“Your vision will become clear only when you look into your heart. Who looks outside, dreams. Who looks inside, awakens.”
– Carl Jung
Mindfulness as a daily ritual is the ultimate challenge and practice. It’s a way of living, of being, of seeing, of tapping into the full power of your humanity.
At its core, mindfulness is…
- Being aware of what’s happening in the present moment without wishing it were different
- Enjoying each pleasant experience without holding on when it changes (which it will)
- Being with each unpleasant experience without fearing it will always be this way (which it won’t)
Knowing this is important. Living every day in such a way that makes mindfulness possible is life-changing. Here are twelve basic laws of (practical) mindfulness we often cover with our coaching/course students that make mindful living a gradual reality:
1. Your only reality is THIS MOMENT, right here, right now.
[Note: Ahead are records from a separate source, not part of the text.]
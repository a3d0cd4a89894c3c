//! Replays forwarded HTTP requests against the private service

use crate::error::ExecutorError;
use edgelink_proto::headers::{append_header, is_hop_by_hop};
use edgelink_proto::{Body, ForwardedHttpRequest, ForwardedHttpResponse, Headers};
use reqwest::header::{HeaderMap, HeaderName, HeaderValue};
use tracing::{debug, warn};
use url::Url;

/// Request headers never passed to the private service
const STRIPPED_REQUEST_HEADERS: &[&str] = &["x-forwarded-for", "host", "content-length"];

/// Status reported when the private service could not be reached
const BAD_GATEWAY: u16 = 502;

/// HTTP client bound to the private service's base URL
#[derive(Clone)]
pub struct HttpExecutor {
    client: reqwest::Client,
    base_url: Url,
}

impl HttpExecutor {
    pub fn new(base_url: Url) -> Result<Self, ExecutorError> {
        // Redirects belong to the public client, not to us
        let client = reqwest::Client::builder()
            .redirect(reqwest::redirect::Policy::none())
            .build()?;
        Ok(Self { client, base_url })
    }

    pub fn base_url(&self) -> &Url {
        &self.base_url
    }

    /// Execute a forwarded request; always produces exactly one reply
    ///
    /// Error statuses of the private service are relayed as they are. Failing
    /// to reach it at all yields a 502 with the error as text.
    pub async fn execute(&self, request: ForwardedHttpRequest) -> ForwardedHttpResponse {
        let id = request.id;
        match self.try_execute(request).await {
            Ok(response) => response,
            Err(e) => {
                warn!(correlation_id = %id, "Local request failed: {}", e);
                ForwardedHttpResponse {
                    id,
                    status: Some(BAD_GATEWAY),
                    headers: Headers::from([(
                        "content-type".to_string(),
                        "text/plain; charset=utf-8".into(),
                    )]),
                    data: Body::Text(e.to_string()),
                }
            }
        }
    }

    async fn try_execute(
        &self,
        request: ForwardedHttpRequest,
    ) -> Result<ForwardedHttpResponse, ExecutorError> {
        let method = reqwest::Method::from_bytes(request.method.as_bytes())
            .map_err(|_| ExecutorError::InvalidMethod(request.method.clone()))?;
        let url = join_url(&self.base_url, &request.url)?;

        debug!(
            correlation_id = %request.id,
            method = %method,
            url = %url,
            "Executing local request"
        );

        let mut builder = self
            .client
            .request(method, url)
            .headers(outgoing_headers(&request.headers));
        if !request.body.is_empty() {
            builder = builder.body(request.body.into_bytes());
        }

        let response = builder.send().await?;
        let status = response.status().as_u16();

        let mut headers = Headers::new();
        for (name, value) in response.headers() {
            append_header(
                &mut headers,
                name.as_str(),
                String::from_utf8_lossy(value.as_bytes()).into_owned(),
            );
        }

        let bytes = response.bytes().await?;
        let data = if bytes.is_empty() {
            Body::Empty
        } else {
            Body::Bytes(bytes.to_vec())
        };

        debug!(correlation_id = %request.id, status, "Local request completed");

        Ok(ForwardedHttpResponse {
            id: request.id,
            status: Some(status),
            headers,
            data,
        })
    }
}

/// Append a forwarded path and query to the base URL, keeping any base path
pub fn join_url(base: &Url, path_and_query: &str) -> Result<Url, ExecutorError> {
    let joined = format!(
        "{}/{}",
        base.as_str().trim_end_matches('/'),
        path_and_query.trim_start_matches('/')
    );
    Url::parse(&joined).map_err(|source| ExecutorError::InvalidUrl {
        url: joined,
        source,
    })
}

/// Headers for the local request: everything except hop-by-hop and
/// proxy-added headers
pub fn outgoing_headers(headers: &Headers) -> HeaderMap {
    let mut outgoing = HeaderMap::new();
    for (name, field) in headers {
        let lowercase = name.to_ascii_lowercase();
        if is_hop_by_hop(&lowercase) || STRIPPED_REQUEST_HEADERS.contains(&lowercase.as_str()) {
            continue;
        }
        let Ok(header_name) = HeaderName::from_bytes(lowercase.as_bytes()) else {
            warn!(header = %name, "Skipping invalid request header name");
            continue;
        };
        for value in field.values() {
            match HeaderValue::from_str(value) {
                Ok(header_value) => {
                    outgoing.append(header_name.clone(), header_value);
                }
                Err(_) => warn!(header = %name, "Skipping invalid request header value"),
            }
        }
    }
    outgoing
}

#[cfg(test)]
mod tests {
    use super::*;
    use edgelink_proto::HeaderField;

    #[test]
    fn test_join_url() {
        let base = Url::parse("http://homeassistant.local:8123").unwrap();
        assert_eq!(
            join_url(&base, "/api/states?x=1").unwrap().as_str(),
            "http://homeassistant.local:8123/api/states?x=1"
        );
        assert_eq!(
            join_url(&base, "/").unwrap().as_str(),
            "http://homeassistant.local:8123/"
        );

        let nested = Url::parse("http://10.0.0.2/ha/").unwrap();
        assert_eq!(
            join_url(&nested, "/api").unwrap().as_str(),
            "http://10.0.0.2/ha/api"
        );
    }

    #[test]
    fn test_outgoing_headers_are_stripped() {
        let headers = Headers::from([
            ("x-forwarded-for".to_string(), HeaderField::from("1.2.3.4")),
            ("host".to_string(), HeaderField::from("edge.example.com")),
            ("connection".to_string(), HeaderField::from("upgrade")),
            ("content-length".to_string(), HeaderField::from("10")),
            ("authorization".to_string(), HeaderField::from("Bearer abc")),
            (
                "accept".to_string(),
                HeaderField::Multiple(vec!["text/html".to_string(), "*/*".to_string()]),
            ),
        ]);

        let outgoing = outgoing_headers(&headers);
        assert_eq!(outgoing.len(), 3);
        assert_eq!(outgoing.get("authorization").unwrap(), "Bearer abc");
        assert_eq!(outgoing.get_all("accept").iter().count(), 2);
        assert!(outgoing.get("x-forwarded-for").is_none());
        assert!(outgoing.get("host").is_none());
    }
}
- The secret to health for the mind, body and soul is not to mourn the past, nor to worry about the future, but to live the present moment mindfully and purposefully.
- True wealth is the ability to experience the present moment fully. No other time and place is real. Lifelong peace and abundance is found in such simple awareness.
2. A negative thought is harmless unless you believe it.
- It’s not your thoughts, but your attachment to your thoughts, that causes suffering.
- Attaching to a thought means believing that it’s true without proof. A belief is a thought that you’ve been attaching to, often for years.
3. You will not be punished FOR your anger; you will be punished BY it.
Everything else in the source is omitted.